▶ _Instructions to follow_:
Count every line in the data below where "Duration" occurs, then state that number and nothing more.

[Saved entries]
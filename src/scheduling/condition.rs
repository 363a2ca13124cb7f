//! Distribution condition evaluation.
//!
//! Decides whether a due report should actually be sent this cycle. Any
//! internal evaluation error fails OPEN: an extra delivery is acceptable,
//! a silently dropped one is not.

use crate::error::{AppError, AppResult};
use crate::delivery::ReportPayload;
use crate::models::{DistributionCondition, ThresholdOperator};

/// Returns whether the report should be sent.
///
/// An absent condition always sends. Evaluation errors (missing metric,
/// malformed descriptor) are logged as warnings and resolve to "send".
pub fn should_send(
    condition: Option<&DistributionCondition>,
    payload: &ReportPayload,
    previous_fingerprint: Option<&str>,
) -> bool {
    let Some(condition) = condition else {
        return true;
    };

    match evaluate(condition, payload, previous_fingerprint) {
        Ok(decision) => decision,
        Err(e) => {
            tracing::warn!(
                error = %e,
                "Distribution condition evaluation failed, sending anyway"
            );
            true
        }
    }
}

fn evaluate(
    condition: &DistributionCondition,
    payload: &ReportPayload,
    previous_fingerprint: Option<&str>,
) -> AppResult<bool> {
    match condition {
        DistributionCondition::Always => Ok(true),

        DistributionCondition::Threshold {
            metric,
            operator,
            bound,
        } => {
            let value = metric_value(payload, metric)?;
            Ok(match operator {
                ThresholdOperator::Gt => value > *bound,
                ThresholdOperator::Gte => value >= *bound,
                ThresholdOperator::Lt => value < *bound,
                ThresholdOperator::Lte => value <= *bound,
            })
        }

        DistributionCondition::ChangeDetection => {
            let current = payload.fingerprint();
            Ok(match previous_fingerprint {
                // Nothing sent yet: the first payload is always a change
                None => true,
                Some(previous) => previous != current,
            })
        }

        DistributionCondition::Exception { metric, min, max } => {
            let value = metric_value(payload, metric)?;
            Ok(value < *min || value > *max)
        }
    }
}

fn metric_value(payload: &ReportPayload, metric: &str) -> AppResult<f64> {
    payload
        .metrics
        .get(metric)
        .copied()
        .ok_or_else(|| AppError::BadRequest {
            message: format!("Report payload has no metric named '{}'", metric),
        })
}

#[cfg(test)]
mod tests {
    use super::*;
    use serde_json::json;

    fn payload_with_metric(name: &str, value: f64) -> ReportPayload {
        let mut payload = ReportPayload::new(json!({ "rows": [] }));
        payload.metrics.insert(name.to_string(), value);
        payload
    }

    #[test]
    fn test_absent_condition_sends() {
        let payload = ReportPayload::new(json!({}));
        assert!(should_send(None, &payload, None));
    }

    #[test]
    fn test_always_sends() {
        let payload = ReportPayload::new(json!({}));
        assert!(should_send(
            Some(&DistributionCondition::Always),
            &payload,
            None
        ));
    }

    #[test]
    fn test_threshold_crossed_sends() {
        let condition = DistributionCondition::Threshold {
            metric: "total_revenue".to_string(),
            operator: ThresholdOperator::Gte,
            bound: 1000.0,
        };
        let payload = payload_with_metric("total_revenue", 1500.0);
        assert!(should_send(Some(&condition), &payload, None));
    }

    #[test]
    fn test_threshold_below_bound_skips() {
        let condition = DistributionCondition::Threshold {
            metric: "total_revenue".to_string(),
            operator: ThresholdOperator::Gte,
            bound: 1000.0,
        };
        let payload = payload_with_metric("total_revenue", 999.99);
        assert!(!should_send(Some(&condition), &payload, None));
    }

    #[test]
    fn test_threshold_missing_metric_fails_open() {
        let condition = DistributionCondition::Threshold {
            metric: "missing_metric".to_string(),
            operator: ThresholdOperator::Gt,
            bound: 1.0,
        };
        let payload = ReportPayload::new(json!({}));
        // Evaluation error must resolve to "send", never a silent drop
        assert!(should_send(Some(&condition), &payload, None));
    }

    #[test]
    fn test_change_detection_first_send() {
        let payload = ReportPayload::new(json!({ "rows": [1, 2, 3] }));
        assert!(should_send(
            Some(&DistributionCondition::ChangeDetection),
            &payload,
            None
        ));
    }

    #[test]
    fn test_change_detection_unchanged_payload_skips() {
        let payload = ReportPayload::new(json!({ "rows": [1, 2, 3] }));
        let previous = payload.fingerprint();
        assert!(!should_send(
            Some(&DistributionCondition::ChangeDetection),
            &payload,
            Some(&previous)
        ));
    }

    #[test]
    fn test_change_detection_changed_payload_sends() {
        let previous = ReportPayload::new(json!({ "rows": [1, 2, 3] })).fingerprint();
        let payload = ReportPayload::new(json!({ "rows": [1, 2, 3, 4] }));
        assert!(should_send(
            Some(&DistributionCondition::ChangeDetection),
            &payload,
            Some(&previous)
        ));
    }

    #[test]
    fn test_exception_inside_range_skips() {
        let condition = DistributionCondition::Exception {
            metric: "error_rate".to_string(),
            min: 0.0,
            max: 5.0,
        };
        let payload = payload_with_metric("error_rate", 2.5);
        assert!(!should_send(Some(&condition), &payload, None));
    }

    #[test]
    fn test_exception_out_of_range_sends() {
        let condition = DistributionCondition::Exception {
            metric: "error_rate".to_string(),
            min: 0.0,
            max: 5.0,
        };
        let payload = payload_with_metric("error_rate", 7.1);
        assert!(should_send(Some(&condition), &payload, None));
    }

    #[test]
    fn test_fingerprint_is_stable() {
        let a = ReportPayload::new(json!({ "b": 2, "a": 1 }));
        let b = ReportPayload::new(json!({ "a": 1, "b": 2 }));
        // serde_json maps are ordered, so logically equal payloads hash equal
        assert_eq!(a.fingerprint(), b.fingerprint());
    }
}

...

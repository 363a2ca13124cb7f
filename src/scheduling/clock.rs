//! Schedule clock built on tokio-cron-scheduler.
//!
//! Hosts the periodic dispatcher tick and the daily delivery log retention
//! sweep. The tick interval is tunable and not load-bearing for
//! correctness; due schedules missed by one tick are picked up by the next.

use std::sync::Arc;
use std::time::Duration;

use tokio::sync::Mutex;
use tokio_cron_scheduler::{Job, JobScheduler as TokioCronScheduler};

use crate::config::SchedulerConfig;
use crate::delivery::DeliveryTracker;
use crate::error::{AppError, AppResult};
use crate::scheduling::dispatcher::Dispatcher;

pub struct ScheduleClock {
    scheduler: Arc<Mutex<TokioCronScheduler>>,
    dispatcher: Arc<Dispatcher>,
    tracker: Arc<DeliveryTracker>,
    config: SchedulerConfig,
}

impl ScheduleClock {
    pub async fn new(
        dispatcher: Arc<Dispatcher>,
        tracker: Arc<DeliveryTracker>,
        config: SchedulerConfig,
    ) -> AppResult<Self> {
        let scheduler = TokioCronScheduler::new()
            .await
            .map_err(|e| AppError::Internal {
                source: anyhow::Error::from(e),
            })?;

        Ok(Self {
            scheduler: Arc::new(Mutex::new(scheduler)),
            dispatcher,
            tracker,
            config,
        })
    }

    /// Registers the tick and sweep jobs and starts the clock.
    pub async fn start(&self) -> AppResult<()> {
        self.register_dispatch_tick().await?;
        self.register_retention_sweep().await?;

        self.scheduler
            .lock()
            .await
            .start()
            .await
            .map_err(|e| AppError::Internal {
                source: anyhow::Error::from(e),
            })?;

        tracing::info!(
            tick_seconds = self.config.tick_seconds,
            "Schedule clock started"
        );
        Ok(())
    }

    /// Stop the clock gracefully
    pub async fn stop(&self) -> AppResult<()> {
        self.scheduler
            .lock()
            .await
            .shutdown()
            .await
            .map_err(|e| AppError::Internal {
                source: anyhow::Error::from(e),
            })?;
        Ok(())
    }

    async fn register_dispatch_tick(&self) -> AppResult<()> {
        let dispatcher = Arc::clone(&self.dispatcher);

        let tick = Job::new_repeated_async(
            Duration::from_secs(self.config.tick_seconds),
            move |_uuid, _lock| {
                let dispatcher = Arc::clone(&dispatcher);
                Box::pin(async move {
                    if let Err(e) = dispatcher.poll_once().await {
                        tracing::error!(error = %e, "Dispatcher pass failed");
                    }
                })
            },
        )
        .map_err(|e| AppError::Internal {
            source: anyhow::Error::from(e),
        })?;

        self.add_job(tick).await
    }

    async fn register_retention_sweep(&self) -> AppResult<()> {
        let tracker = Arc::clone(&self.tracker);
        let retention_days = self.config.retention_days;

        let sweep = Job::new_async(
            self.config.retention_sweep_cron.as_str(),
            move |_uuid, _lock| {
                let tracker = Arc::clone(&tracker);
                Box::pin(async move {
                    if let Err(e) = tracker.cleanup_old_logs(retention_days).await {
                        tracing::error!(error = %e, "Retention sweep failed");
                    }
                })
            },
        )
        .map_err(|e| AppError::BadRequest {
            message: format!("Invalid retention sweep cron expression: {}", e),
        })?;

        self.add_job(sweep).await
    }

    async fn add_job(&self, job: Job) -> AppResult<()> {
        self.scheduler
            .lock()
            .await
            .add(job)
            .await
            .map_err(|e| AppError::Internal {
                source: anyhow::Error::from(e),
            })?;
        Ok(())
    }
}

▶ _Task output_:
2